Gerhard Richter, Verkündigung nach Tizian (Annonciation d’après Titien), 1973, huile sur toile de lin, Hirshorn Museum, Washington D.C., photographiée le dimanche 8 juillet 2012 dans l’exposition Gerhard Richter, Panorama au Centre Pompidou. La notice dit, qu’avec cette œuvre, « l’une des rares confrontations avec l’art religieux », « l’artiste reconnaît humblement l’impossibilité de peindre aujourd’hui à la manière de Titien. » Je pense qu’il faut replacer ce tableau, du fait même de sa singularité, dans la peinture, à la fois d’histoire et familiale, de Richter.


Alfred Manessier, L’Otage, 1987, huile sur toile, collection particulière, photographiée (sans autorisation) au Centre culturel de rencontre de l’Abbaye de Saint-Riquier, le jeudi 19 juillet 2012. Dans un texte hommage du catalogue Alfred Manessier. Le tragique et la lumière, Joëlle Brunerie-Kauffmann rapporte comment son père, Pierre Brunerie, a connu Manessier en architecture aux Beaux-Arts de Paris, comment il lui commanda en 1957-1958 des vitraux pour la chapelle Notre-Dame de la Paix au Pouldu, et comment son mari, Jean-Paul Kauffmann, fut soutenu, lors de sa longue détention au Liban, de 1985 à 1988 — voir Ina —, par le peintre et à travers son tableau : L’Otage.

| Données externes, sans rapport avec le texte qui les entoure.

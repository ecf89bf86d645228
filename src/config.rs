//! 服务配置
//!
//! 加载顺序：配置文件（可选）→ 环境变量覆盖 → 校验。

use serde::{Deserialize, Serialize};
use std::fs;
use std::path::Path;

/// 指定配置文件路径的环境变量
pub const CONFIG_PATH_ENV: &str = "PRODUCT_SERVICE_CONFIG";

/// 产品服务配置结构
#[derive(Debug, Clone, Default, PartialEq, Serialize, Deserialize)]
#[serde(default)]
pub struct ServiceConfig {
    /// HTTP 服务配置
    pub http: HttpConfig,
    /// 日志配置
    pub logging: LoggingConfig,
    /// 各端点的限流配置
    pub rate_limits: RateLimitConfig,
    /// 产品目录配置
    pub catalog: CatalogConfig,
}

/// HTTP 服务配置
#[derive(Debug, Clone, PartialEq, Serialize, Deserialize)]
#[serde(default)]
pub struct HttpConfig {
    /// 绑定地址
    pub bind_address: String,
    /// HTTP 服务端口
    pub port: u16,
    /// 请求超时时间（秒）
    pub timeout_seconds: u64,
}

/// 日志配置
#[derive(Debug, Clone, PartialEq, Serialize, Deserialize)]
#[serde(default)]
pub struct LoggingConfig {
    /// 日志级别 (trace, debug, info, warn, error)
    pub level: String,
}

/// 限流配置，数值为每个窗口内每个客户端允许的请求数
#[derive(Debug, Clone, PartialEq, Serialize, Deserialize)]
#[serde(default)]
pub struct RateLimitConfig {
    pub enabled: bool,
    /// 窗口长度（秒）
    pub window_seconds: u64,
    pub list_products: u32,
    pub get_product: u32,
    pub create_product: u32,
    pub update_product: u32,
    pub delete_product: u32,
    pub adjust_stock: u32,
}

/// 产品目录配置
#[derive(Debug, Clone, PartialEq, Serialize, Deserialize)]
#[serde(default)]
pub struct CatalogConfig {
    /// 启动时是否载入示例产品
    pub seed_sample_data: bool,
}

impl Default for HttpConfig {
    fn default() -> Self {
        Self {
            bind_address: "0.0.0.0".to_string(),
            port: 5000,
            timeout_seconds: 30,
        }
    }
}

impl Default for LoggingConfig {
    fn default() -> Self {
        Self {
            level: "info".to_string(),
        }
    }
}

impl Default for RateLimitConfig {
    fn default() -> Self {
        Self {
            enabled: true,
            window_seconds: 60,
            list_products: 100,
            get_product: 200,
            create_product: 10,
            update_product: 20,
            delete_product: 5,
            adjust_stock: 50,
        }
    }
}

impl Default for CatalogConfig {
    fn default() -> Self {
        Self {
            seed_sample_data: true,
        }
    }
}

impl ServiceConfig {
    /// 从配置文件加载配置
    pub fn load_from_file<P: AsRef<Path>>(path: P) -> Result<Self, ConfigError> {
        let content =
            fs::read_to_string(path.as_ref()).map_err(|e| ConfigError::FileRead(e.to_string()))?;

        toml::from_str(&content).map_err(|e| ConfigError::Parse(e.to_string()))
    }

    /// 保存配置到文件
    pub fn save_to_file<P: AsRef<Path>>(&self, path: P) -> Result<(), ConfigError> {
        let content =
            toml::to_string_pretty(self).map_err(|e| ConfigError::Serialize(e.to_string()))?;

        if let Some(parent) = path.as_ref().parent() {
            fs::create_dir_all(parent).map_err(|e| ConfigError::FileWrite(e.to_string()))?;
        }

        fs::write(path.as_ref(), content).map_err(|e| ConfigError::FileWrite(e.to_string()))
    }

    /// 用环境变量覆盖配置，`lookup` 便于测试时注入
    pub fn apply_env_overrides<F>(&mut self, lookup: F) -> Result<(), ConfigError>
    where
        F: Fn(&str) -> Option<String>,
    {
        if let Some(port) = lookup("PORT") {
            self.http.port = port
                .trim()
                .parse()
                .map_err(|_| ConfigError::Validation(format!("无效的 PORT: {}", port)))?;
        }
        if let Some(address) = lookup("BIND_ADDRESS") {
            self.http.bind_address = address;
        }
        if let Some(level) = lookup("LOG_LEVEL") {
            self.logging.level = level.to_lowercase();
        }
        Ok(())
    }

    /// 验证配置的有效性
    pub fn validate(&self) -> Result<(), ConfigError> {
        if self.http.port == 0 {
            return Err(ConfigError::Validation("HTTP端口必须大于0".to_string()));
        }
        if self.http.bind_address.is_empty() {
            return Err(ConfigError::Validation("绑定地址不能为空".to_string()));
        }
        if self.http.timeout_seconds == 0 {
            return Err(ConfigError::Validation("请求超时时间必须大于0".to_string()));
        }

        let valid_levels = ["trace", "debug", "info", "warn", "error"];
        if !valid_levels.contains(&self.logging.level.as_str()) {
            return Err(ConfigError::Validation(format!(
                "无效的日志级别: {}，有效值: {:?}",
                self.logging.level, valid_levels
            )));
        }

        let limits = &self.rate_limits;
        if limits.window_seconds == 0 {
            return Err(ConfigError::Validation("限流窗口必须大于0".to_string()));
        }
        let per_endpoint = [
            ("list_products", limits.list_products),
            ("get_product", limits.get_product),
            ("create_product", limits.create_product),
            ("update_product", limits.update_product),
            ("delete_product", limits.delete_product),
            ("adjust_stock", limits.adjust_stock),
        ];
        if let Some((name, _)) = per_endpoint.iter().find(|(_, limit)| *limit == 0) {
            return Err(ConfigError::Validation(format!(
                "限流配置 {} 必须大于0",
                name
            )));
        }

        Ok(())
    }

    pub fn listen_address(&self) -> String {
        format!("{}:{}", self.http.bind_address, self.http.port)
    }
}

/// 配置错误类型
#[derive(Debug, thiserror::Error)]
pub enum ConfigError {
    #[error("文件读取错误: {0}")]
    FileRead(String),
    #[error("文件写入错误: {0}")]
    FileWrite(String),
    #[error("配置解析错误: {0}")]
    Parse(String),
    #[error("配置序列化错误: {0}")]
    Serialize(String),
    #[error("配置验证错误: {0}")]
    Validation(String),
}

/// 从文件或默认值加载配置，再叠加环境变量并校验
pub fn load_config() -> Result<ServiceConfig, ConfigError> {
    let mut config = match std::env::var(CONFIG_PATH_ENV) {
        Ok(path) => ServiceConfig::load_from_file(path)?,
        Err(_) => {
            let config_paths = ["config.toml", "./config/config.toml"];
            match config_paths.iter().find(|p| Path::new(p).exists()) {
                Some(path) => ServiceConfig::load_from_file(path)?,
                None => ServiceConfig::default(),
            }
        }
    };

    config.apply_env_overrides(|key| std::env::var(key).ok())?;
    config.validate()?;
    Ok(config)
}

#[cfg(test)]
mod tests {
    use super::*;
    use std::collections::HashMap;
    use tempfile::tempdir;

    #[test]
    fn test_default_config() {
        let config = ServiceConfig::default();
        assert_eq!(config.http.port, 5000);
        assert_eq!(config.rate_limits.create_product, 10);
        assert_eq!(config.rate_limits.delete_product, 5);
        assert!(config.catalog.seed_sample_data);
        assert!(config.validate().is_ok());
    }

    #[test]
    fn test_config_validation() {
        let mut config = ServiceConfig::default();
        config.logging.level = "verbose".to_string();
        assert!(config.validate().is_err());

        let mut config = ServiceConfig::default();
        config.rate_limits.adjust_stock = 0;
        assert!(config.validate().is_err());

        let mut config = ServiceConfig::default();
        config.http.port = 0;
        assert!(config.validate().is_err());
    }

    #[test]
    fn test_env_overrides() {
        let env: HashMap<&str, &str> = [("PORT", "8081"), ("LOG_LEVEL", "DEBUG")].into();
        let mut config = ServiceConfig::default();
        config
            .apply_env_overrides(|key| env.get(key).map(|v| v.to_string()))
            .unwrap();

        assert_eq!(config.http.port, 8081);
        assert_eq!(config.logging.level, "debug");
        assert_eq!(config.listen_address(), "0.0.0.0:8081");
    }

    #[test]
    fn test_invalid_port_override() {
        let mut config = ServiceConfig::default();
        let result = config.apply_env_overrides(|key| (key == "PORT").then(|| "http".to_string()));
        assert!(matches!(result, Err(ConfigError::Validation(_))));
    }

    #[test]
    fn test_config_save_load() {
        let dir = tempdir().unwrap();
        let config_path = dir.path().join("config").join("service.toml");

        let mut config = ServiceConfig::default();
        config.rate_limits.list_products = 3;
        config.save_to_file(&config_path).unwrap();

        let loaded = ServiceConfig::load_from_file(&config_path).unwrap();
        assert_eq!(config, loaded);
    }

    #[test]
    fn test_partial_file_uses_defaults() {
        let dir = tempdir().unwrap();
        let config_path = dir.path().join("partial.toml");
        std::fs::write(&config_path, "[http]\nport = 9000\n").unwrap();

        let loaded = ServiceConfig::load_from_file(&config_path).unwrap();
        assert_eq!(loaded.http.port, 9000);
        assert_eq!(loaded.http.bind_address, "0.0.0.0");
        assert_eq!(loaded.rate_limits, RateLimitConfig::default());
    }
}
//! 应用层

pub mod health;
pub mod product;
pub mod state;
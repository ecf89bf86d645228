//! 路由表与中间件栈

use axum::{
    middleware,
    routing::{get, patch},
    Router,
};
use std::time::Duration;
use tower_http::{
    catch_panic::CatchPanicLayer,
    cors::{Any, CorsLayer},
    timeout::TimeoutLayer,
    trace::TraceLayer,
};

use crate::app::{
    health::{health_check, metrics},
    product::handler::{
        adjust_stock, create_product, delete_product, get_product, list_products, update_product,
    },
    state::AppState,
};
use crate::config::ServiceConfig;
use crate::core::{
    middleware::{handle_panic, not_found_fallback, request_logging_middleware},
    rate_limit::rate_limiting_middleware,
};

pub fn build_router(state: AppState, config: &ServiceConfig) -> Router {
    // 只有产品端点受限流保护
    let products = Router::new()
        .route("/products", get(list_products).post(create_product))
        .route(
            "/products/:id",
            get(get_product).put(update_product).delete(delete_product),
        )
        .route("/products/:id/stock", patch(adjust_stock))
        .route_layer(middleware::from_fn_with_state(
            state.clone(),
            rate_limiting_middleware,
        ));

    Router::new()
        .route("/health", get(health_check))
        .route("/metrics", get(metrics))
        .merge(products)
        .fallback(not_found_fallback)
        .layer(middleware::from_fn_with_state(
            state.clone(),
            request_logging_middleware,
        ))
        .layer(TraceLayer::new_for_http())
        .layer(
            CorsLayer::new()
                .allow_origin(Any)
                .allow_methods(Any)
                .allow_headers(Any),
        )
        .layer(TimeoutLayer::new(Duration::from_secs(
            config.http.timeout_seconds,
        )))
        .layer(CatchPanicLayer::custom(handle_panic))
        .with_state(state)
}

JLB, Les Perspecteurs, installation vidéo interactive, 2004-2010, ici à l’École supérieure d’art du Havre (voir : http://jlggb.net/blog2/?p=1418). Si la bande-son — que le spectateur peut retrouver en agissant, par le truchement du personnage de Marie qui écoute un iPod — contient des phrases de Daniel Arasse sur la perspective des Annonciations en peinture, elle cite également Joëlle Brunerie sur la lutte pour la contraception. Ce choix est aussi un hommage à ma propre mère, à son attitude morale et militante en faveur du planning familial dès les années soixante.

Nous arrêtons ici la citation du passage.